> Date: Thu, 9 Apr 2026 10:30:17 +0200
> From: Claudio Jeker <[email protected]>
>
> On Wed, Apr 08, 2026 at 11:45:23PM +0200, Mark Kettenis wrote:
> > > Date: Wed, 8 Apr 2026 19:24:56 +0200
> > > From: Jeremie Courreges-Anglas <[email protected]>
> > >
> > > On Mon, Mar 16, 2026 at 01:19:36PM -0600, Theo de Raadt wrote:
> > > > Jeremie Courreges-Anglas <[email protected]> wrote:
> > > >
> > > > > On Mon, Mar 16, 2026 at 12:18:05PM -0600, Theo de Raadt wrote:
> > > > > > I'm surprised at your proposal.
> > > > > >
> > > > > > If this condition gets detected, why do you think it is fine to
> > > > > > continue? A kernel data structure is seriously corrupted.
> > > > >
> > > > > I'm not saying it's fine, sorry if my mail was too long to read. ;)
> > > > >
> > > > > 1. I'm not 100% sure the checks that trigger are correct, after all
> > > > > they're not using volatile reads. Maaaaybe that's the bug but I
> > > > > have no idea right now.
> > > > >
> > > > > 2. Kurt had posted this on ports@ earlier, then on bugs@, so far no
> > > > > one has a fix and you recently tagged 7.9. This diff is an attempt
> > > > > to make kmos' and users life easier before next release. Obviously
> > > > > everybody would be happier with a proper fix. Maybe this admittedly
> > > > > incomplete fix will spark a discussion?
> > > >
> > > > Maybe.
> > > >
> > > > But you cannot delete that ddb enter. You could replace it with a
> > > > panic. If you continue to run after that printf, the system will just
> > > > crash in other unknown ways which are more difficult to debug.
> > >
> > > We have proof that the system doesn't necessarily crash after that
> > > message is printed. kmos tested the db_enter removal yesterday
> > > and confirmed that he got the message on the console without the
> > > system crashing.
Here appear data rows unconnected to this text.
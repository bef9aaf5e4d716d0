//! Named scenarios

use crate::model::ParameterSet;

impl ParameterSet {
    /// The reference scenario: a five-day pasta bar with a café counter and a
    /// small deli shop.
    #[must_use]
    pub const fn reference() -> Self {
        Self {
            days_open_per_week: 5,
            weeks_per_month: 4.3,
            menus_per_day: 18.0,
            cafe_tickets_per_day: 20.0,
            shop_tickets_per_day: 5.0,
            menu_price: 13.0,
            cafe_ticket_avg: 5.0,
            shop_ticket_avg: 15.0,
            menu_food_cost_per_unit: 3.0,
            cafe_food_cost_pct: 0.30,
            shop_food_cost_pct: 0.35,
            cook_gross_salary: 1_300.0,
            partner_gross_salary: 1_300.0,
            partner_cash_extra: 400.0,
            other_labor_cost: 100.0,
            ss_factor: 1.32,
            rent: 920.0,
            utilities: 450.0,
            insurance: 60.0,
            accounting: 120.0,
            pos_and_booking_saas: 80.0,
            other_fixed_overheads: 700.0,
        }
    }
}
//! Core data types: the parameter set fed to the engine and the P&L it produces.

mod fields;
mod params;
mod results;

pub use fields::*;
pub use params::*;
pub use results::*;
//! Metrics that can be read off a sweep cell.

use std::str::FromStr;

use serde::{Deserialize, Serialize};

use crate::model::PnlResult;

use super::{SweepGrid, SweepResults};

/// A P&L figure tracked across a sweep
#[derive(Debug, Clone, Copy, PartialEq, Eq, Hash, Serialize, Deserialize)]
#[serde(rename_all = "snake_case")]
pub enum AnalysisMetric {
    TotalRevenue,
    GrossProfit,
    GrossMarginPct,
    Ebitda,
    /// Undefined where the gross margin is not positive
    BreakEvenSales,
    /// Undefined where break-even is undefined or not positive
    SafetyRatio,
}

impl AnalysisMetric {
    pub const ALL: [AnalysisMetric; 6] = [
        AnalysisMetric::TotalRevenue,
        AnalysisMetric::GrossProfit,
        AnalysisMetric::GrossMarginPct,
        AnalysisMetric::Ebitda,
        AnalysisMetric::BreakEvenSales,
        AnalysisMetric::SafetyRatio,
    ];

    /// Snake-case name, as used in scenario files and on the command line
    #[must_use]
    pub fn name(self) -> &'static str {
        match self {
            Self::TotalRevenue => "total_revenue",
            Self::GrossProfit => "gross_profit",
            Self::GrossMarginPct => "gross_margin_pct",
            Self::Ebitda => "ebitda",
            Self::BreakEvenSales => "break_even_sales",
            Self::SafetyRatio => "safety_ratio",
        }
    }

    /// Get a display label for the metric
    #[must_use]
    pub fn label(self) -> &'static str {
        match self {
            Self::TotalRevenue => "Revenue",
            Self::GrossProfit => "Gross profit",
            Self::GrossMarginPct => "Gross margin",
            Self::Ebitda => "EBITDA",
            Self::BreakEvenSales => "Break-even sales",
            Self::SafetyRatio => "Safety ratio",
        }
    }

    /// Whether the metric is a ratio rather than a currency amount
    #[must_use]
    pub fn is_ratio(self) -> bool {
        matches!(self, Self::GrossMarginPct | Self::SafetyRatio)
    }

    /// Read the metric from a result
    #[must_use]
    pub fn value(self, result: &PnlResult) -> Option<f64> {
        match self {
            Self::TotalRevenue => Some(result.total_revenue),
            Self::GrossProfit => Some(result.gross_profit),
            Self::GrossMarginPct => Some(result.gross_margin_pct),
            Self::Ebitda => Some(result.ebitda),
            Self::BreakEvenSales => result.break_even_sales,
            Self::SafetyRatio => result.safety_ratio,
        }
    }
}

impl FromStr for AnalysisMetric {
    type Err = String;

    /// Accepts the snake-case name in any case, with `-` for `_`
    fn from_str(s: &str) -> Result<Self, Self::Err> {
        let normalized = s.trim().to_ascii_lowercase().replace('-', "_");
        Self::ALL
            .into_iter()
            .find(|m| m.name() == normalized)
            .ok_or_else(|| format!("unknown metric {s:?}"))
    }
}

impl SweepResults {
    /// Compute a single metric for all points, returning a grid of values.
    #[must_use]
    pub fn metric_grid(&self, metric: AnalysisMetric) -> SweepGrid<Option<f64>> {
        self.cells.map(|cell| metric.value(&cell.result))
    }

    /// Two-dimensional table of a metric, rows along `row_dim` and columns
    /// along `col_dim`; remaining dimensions are held at `fixed`.
    #[must_use]
    pub fn metric_table(
        &self,
        metric: AnalysisMetric,
        row_dim: usize,
        col_dim: usize,
        fixed: &[Option<usize>],
    ) -> Option<Vec<Vec<Option<f64>>>> {
        let rows = self.cells.slice_2d(row_dim, col_dim, fixed)?;
        Some(
            rows.into_iter()
                .map(|row| row.into_iter().map(|c| metric.value(&c.result)).collect())
                .collect(),
        )
    }

    /// Indices of the cell with the largest defined value of `metric`
    #[must_use]
    pub fn best_cell(&self, metric: AnalysisMetric) -> Option<Vec<usize>> {
        self.cells
            .iter()
            .filter_map(|(indices, cell)| metric.value(&cell.result).map(|v| (indices, v)))
            .max_by(|(_, a), (_, b)| a.total_cmp(b))
            .map(|(indices, _)| indices)
    }
}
Using the diff below, I got this today on my LDOM's
> > > console:
> > >
> > > Apr 8 11:37:26 ports /bsd: ctx_free: context 1641 still active in dmmu
> > > Apr 8 12:21:12 ports /bsd: ctx_free: context 7896 still active in dmmu
> > > Apr 8 12:24:29 ports /bsd: ctx_free: context 3150 still active in dmmu
> > > Apr 8 13:43:56 ports /bsd: ctx_free: context 4221 still active in dmmu
> > > Apr 8 15:55:50 ports /bsd: ctx_free: context 1264 still active in dmmu
> > > Apr 8 18:55:48 ports /bsd: ctx_free: context 5664 still active in dmmu
> > >
> > > The system is running many loops of perl subprocesses in an attempt to
> > > reproduce another bug:
> > >
> > > count=0; while perl t.pl; do count=$((count + 1)); done; echo $count
> > >
> > > I have zero reason to believe that this is specific to perl. eg it
> > > may happens when building rust which AFAIK doesn't use perl.
> > >
> > > So I stand by my initial proposal (or the variant below). I'm not
> > > happy either with our partial understanding of this issue, and if
> > > someone had a better fix, I'd be all for it. BUT the db_enter() call
> > > in -current and next 7.9 has so far done more harm than good.
> >
> > Sorry, but this is really bad. It means stale TSB entries have been
> > left behind and may be re-used when the context is re-used. And that
> > could lead to some serious memory corruption.
>
> While this really indicates that we have yet another bug in the pmap code
> I think it is really hard to hit it. The TSB is horribly small and the
> system needs to cycle through 8k contexts before reuse. I think because of
> this the chance of this entry to remain in the TSB until reuse is very
> low.
This Murphy guy wants to have a word with you ;).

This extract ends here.